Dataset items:
---------------
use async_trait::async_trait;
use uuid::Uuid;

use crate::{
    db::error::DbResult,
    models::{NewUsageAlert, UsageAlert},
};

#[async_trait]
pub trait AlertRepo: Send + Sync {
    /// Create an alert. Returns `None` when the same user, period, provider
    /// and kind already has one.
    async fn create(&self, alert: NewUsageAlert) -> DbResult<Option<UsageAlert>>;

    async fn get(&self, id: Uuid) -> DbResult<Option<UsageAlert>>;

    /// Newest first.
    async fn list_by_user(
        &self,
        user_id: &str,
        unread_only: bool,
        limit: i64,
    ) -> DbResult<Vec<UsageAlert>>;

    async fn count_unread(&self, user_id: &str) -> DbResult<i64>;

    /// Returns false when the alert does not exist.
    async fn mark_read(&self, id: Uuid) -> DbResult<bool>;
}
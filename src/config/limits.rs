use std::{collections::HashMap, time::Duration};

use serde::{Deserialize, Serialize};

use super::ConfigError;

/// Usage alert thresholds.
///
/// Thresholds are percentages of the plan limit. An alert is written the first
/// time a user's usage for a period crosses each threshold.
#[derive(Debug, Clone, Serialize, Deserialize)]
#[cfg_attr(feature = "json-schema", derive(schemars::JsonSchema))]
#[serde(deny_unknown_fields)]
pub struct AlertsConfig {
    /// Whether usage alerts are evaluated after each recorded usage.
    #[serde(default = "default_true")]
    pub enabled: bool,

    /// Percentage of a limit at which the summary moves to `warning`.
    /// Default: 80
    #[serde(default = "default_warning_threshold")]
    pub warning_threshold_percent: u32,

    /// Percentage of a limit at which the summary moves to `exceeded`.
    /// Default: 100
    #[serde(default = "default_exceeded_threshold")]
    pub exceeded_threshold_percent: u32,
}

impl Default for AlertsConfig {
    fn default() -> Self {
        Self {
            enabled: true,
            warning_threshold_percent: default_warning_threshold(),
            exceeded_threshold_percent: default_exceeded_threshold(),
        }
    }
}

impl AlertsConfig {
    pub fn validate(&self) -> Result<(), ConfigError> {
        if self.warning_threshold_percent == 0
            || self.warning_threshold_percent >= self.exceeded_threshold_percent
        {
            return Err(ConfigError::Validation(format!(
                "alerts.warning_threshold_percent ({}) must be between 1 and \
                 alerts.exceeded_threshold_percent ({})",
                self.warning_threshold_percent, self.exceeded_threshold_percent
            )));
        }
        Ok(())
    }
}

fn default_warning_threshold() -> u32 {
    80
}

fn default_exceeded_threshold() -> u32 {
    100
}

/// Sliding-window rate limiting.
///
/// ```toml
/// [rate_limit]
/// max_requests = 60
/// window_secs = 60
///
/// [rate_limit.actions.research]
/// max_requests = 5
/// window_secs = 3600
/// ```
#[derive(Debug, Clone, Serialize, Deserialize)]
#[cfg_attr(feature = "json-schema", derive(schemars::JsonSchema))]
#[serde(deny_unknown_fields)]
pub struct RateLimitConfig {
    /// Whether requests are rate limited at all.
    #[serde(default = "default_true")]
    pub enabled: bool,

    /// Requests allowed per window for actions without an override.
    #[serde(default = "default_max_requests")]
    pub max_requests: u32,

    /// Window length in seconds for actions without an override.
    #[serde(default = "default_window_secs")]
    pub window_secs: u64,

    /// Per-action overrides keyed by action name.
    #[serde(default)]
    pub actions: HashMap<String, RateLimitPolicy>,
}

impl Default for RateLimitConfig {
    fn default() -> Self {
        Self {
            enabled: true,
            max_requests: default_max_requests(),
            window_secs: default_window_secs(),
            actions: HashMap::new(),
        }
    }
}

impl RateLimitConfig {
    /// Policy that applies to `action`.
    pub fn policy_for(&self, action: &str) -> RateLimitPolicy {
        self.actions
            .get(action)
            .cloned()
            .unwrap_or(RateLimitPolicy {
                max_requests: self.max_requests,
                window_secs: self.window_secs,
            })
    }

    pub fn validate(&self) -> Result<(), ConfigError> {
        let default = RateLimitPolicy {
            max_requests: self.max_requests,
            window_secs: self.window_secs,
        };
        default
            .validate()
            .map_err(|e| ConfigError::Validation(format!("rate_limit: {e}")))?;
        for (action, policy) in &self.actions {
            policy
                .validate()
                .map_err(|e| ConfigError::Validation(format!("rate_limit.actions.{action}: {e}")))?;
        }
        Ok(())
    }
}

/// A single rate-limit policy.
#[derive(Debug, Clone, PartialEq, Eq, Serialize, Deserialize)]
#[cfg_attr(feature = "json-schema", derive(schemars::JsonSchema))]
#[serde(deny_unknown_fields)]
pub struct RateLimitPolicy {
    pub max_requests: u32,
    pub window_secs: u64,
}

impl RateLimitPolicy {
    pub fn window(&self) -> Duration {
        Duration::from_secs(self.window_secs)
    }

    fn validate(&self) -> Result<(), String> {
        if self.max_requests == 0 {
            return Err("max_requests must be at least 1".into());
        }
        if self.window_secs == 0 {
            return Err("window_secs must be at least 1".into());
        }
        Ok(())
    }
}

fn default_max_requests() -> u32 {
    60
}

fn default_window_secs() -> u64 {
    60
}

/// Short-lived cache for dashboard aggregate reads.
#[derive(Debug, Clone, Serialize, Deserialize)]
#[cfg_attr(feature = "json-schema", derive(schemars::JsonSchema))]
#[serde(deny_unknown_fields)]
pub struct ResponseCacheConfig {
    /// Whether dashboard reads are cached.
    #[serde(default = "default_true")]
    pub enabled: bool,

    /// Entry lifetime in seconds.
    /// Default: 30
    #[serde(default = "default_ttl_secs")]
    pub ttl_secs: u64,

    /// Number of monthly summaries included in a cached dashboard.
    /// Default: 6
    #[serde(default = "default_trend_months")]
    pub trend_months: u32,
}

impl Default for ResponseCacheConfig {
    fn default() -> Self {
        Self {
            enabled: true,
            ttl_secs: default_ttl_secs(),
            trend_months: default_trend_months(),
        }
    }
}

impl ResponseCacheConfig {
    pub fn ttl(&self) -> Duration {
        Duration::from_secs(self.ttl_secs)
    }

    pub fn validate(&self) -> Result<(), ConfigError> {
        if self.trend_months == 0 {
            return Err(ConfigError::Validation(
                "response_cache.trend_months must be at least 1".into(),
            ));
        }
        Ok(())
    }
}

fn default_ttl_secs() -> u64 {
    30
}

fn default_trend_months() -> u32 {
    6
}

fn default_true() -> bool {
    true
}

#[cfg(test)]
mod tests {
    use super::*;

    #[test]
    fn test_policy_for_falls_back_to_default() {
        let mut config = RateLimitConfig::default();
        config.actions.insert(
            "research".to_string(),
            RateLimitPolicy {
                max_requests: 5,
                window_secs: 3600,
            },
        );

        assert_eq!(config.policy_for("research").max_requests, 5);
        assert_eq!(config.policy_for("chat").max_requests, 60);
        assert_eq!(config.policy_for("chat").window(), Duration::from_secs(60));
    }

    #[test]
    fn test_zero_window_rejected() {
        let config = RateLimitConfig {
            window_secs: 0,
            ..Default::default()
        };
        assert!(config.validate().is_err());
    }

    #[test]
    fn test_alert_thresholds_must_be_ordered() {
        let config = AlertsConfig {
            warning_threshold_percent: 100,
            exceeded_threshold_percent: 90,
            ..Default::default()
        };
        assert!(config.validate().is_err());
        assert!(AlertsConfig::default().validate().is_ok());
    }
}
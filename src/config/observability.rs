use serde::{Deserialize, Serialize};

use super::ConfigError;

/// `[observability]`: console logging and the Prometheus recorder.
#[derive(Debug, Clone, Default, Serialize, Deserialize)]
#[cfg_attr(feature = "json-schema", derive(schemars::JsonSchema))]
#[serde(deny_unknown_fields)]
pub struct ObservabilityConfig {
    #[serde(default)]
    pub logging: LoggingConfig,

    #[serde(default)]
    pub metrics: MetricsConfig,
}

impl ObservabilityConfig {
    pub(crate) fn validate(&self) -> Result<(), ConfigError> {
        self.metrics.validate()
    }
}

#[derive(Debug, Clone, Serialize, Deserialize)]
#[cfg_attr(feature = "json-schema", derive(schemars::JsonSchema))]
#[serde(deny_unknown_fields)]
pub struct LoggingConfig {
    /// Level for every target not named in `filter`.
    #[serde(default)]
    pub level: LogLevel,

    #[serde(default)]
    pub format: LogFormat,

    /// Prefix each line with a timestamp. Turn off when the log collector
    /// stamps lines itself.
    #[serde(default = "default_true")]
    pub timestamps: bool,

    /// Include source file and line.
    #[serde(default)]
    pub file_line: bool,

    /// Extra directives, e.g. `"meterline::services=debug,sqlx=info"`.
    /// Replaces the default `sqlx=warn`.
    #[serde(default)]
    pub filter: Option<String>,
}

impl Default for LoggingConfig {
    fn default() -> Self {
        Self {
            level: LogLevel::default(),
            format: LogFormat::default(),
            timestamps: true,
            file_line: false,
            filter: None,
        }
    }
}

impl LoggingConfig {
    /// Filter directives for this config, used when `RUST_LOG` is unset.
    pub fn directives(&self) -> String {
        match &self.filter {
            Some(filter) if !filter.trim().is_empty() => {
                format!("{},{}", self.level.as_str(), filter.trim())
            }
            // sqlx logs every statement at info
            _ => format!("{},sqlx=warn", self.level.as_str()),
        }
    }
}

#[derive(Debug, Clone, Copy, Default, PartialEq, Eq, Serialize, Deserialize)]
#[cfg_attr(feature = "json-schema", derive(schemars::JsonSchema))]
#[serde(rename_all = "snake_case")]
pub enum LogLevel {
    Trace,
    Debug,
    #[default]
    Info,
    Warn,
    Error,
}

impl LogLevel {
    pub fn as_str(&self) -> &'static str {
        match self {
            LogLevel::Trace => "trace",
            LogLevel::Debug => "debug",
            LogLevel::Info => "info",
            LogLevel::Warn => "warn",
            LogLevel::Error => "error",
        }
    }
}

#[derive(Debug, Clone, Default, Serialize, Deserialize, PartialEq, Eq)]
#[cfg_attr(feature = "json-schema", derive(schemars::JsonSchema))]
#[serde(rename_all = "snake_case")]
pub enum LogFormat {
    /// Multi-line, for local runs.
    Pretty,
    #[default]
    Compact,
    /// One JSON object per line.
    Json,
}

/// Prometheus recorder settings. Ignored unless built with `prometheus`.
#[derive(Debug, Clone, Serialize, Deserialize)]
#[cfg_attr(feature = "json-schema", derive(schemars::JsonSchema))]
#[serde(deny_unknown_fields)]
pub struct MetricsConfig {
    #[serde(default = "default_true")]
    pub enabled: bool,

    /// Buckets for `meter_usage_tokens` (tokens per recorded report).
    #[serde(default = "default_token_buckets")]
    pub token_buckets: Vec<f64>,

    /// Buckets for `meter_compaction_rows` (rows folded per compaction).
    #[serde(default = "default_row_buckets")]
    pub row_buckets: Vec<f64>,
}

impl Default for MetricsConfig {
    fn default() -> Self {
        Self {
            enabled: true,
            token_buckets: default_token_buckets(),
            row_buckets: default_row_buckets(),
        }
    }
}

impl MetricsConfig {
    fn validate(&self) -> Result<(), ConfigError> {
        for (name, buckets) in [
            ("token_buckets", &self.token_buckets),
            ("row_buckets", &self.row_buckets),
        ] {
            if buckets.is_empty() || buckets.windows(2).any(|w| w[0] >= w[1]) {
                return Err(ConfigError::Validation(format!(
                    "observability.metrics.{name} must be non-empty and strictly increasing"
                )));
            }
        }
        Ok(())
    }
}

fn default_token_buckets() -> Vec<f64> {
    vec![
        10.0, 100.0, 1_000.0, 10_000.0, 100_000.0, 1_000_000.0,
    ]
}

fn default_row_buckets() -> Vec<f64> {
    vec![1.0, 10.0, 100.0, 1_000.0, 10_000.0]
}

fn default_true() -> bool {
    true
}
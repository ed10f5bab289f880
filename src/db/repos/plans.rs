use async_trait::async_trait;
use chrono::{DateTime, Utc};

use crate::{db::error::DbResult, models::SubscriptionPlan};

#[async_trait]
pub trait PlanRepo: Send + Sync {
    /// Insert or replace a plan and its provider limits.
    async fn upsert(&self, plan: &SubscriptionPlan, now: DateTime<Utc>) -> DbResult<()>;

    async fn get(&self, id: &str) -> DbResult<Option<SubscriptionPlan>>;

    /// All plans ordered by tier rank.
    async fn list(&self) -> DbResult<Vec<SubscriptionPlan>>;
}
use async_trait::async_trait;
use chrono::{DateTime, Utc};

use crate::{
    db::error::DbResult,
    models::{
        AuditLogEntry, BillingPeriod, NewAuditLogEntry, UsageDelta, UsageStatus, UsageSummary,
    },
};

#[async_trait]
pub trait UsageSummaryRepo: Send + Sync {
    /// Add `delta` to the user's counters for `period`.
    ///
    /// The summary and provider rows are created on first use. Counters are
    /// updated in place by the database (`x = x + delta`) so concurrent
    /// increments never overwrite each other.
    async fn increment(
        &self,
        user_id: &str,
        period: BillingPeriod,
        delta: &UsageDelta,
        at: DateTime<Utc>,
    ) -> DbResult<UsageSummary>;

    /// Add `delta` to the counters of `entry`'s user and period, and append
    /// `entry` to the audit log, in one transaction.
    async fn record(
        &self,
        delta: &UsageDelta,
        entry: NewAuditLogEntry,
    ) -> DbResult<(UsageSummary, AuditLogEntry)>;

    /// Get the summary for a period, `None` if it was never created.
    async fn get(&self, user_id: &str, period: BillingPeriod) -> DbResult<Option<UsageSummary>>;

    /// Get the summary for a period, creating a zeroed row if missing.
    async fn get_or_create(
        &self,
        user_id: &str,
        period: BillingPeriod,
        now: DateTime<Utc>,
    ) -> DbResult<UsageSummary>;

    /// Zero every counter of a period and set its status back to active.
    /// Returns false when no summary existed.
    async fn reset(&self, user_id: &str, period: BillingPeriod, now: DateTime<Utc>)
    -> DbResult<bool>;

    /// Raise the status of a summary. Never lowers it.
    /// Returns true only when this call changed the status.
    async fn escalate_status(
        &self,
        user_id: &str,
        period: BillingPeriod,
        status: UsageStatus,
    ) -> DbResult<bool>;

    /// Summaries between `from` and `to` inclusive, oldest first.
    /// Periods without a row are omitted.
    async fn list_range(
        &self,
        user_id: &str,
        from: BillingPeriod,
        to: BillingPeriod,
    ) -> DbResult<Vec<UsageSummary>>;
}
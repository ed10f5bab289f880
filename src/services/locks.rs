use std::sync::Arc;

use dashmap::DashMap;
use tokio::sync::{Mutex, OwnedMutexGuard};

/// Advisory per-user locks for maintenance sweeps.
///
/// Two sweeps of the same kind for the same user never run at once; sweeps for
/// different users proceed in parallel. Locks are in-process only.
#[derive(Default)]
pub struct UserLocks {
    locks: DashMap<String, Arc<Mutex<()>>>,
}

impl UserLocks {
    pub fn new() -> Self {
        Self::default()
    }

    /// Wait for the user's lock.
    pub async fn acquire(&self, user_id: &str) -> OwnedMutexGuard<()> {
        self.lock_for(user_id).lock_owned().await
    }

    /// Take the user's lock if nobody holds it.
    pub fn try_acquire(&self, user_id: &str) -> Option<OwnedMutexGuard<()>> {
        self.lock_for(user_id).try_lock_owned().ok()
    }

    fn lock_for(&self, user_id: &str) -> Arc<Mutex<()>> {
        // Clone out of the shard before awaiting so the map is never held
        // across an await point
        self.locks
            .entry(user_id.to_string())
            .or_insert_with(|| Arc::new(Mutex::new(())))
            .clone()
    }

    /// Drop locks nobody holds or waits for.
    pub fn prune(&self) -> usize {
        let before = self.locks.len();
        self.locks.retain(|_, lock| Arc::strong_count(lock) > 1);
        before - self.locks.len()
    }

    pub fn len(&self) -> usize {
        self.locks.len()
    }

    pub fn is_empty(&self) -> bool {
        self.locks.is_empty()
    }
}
---------------
• [PROMPT] Look through the entries above, and wherever a line holds the string "services", copy it.

• [ANSWER AREA]
    /// Extra directives, e.g. `"meterline::services=debug,sqlx=info"`.
filename src/services/locks.rs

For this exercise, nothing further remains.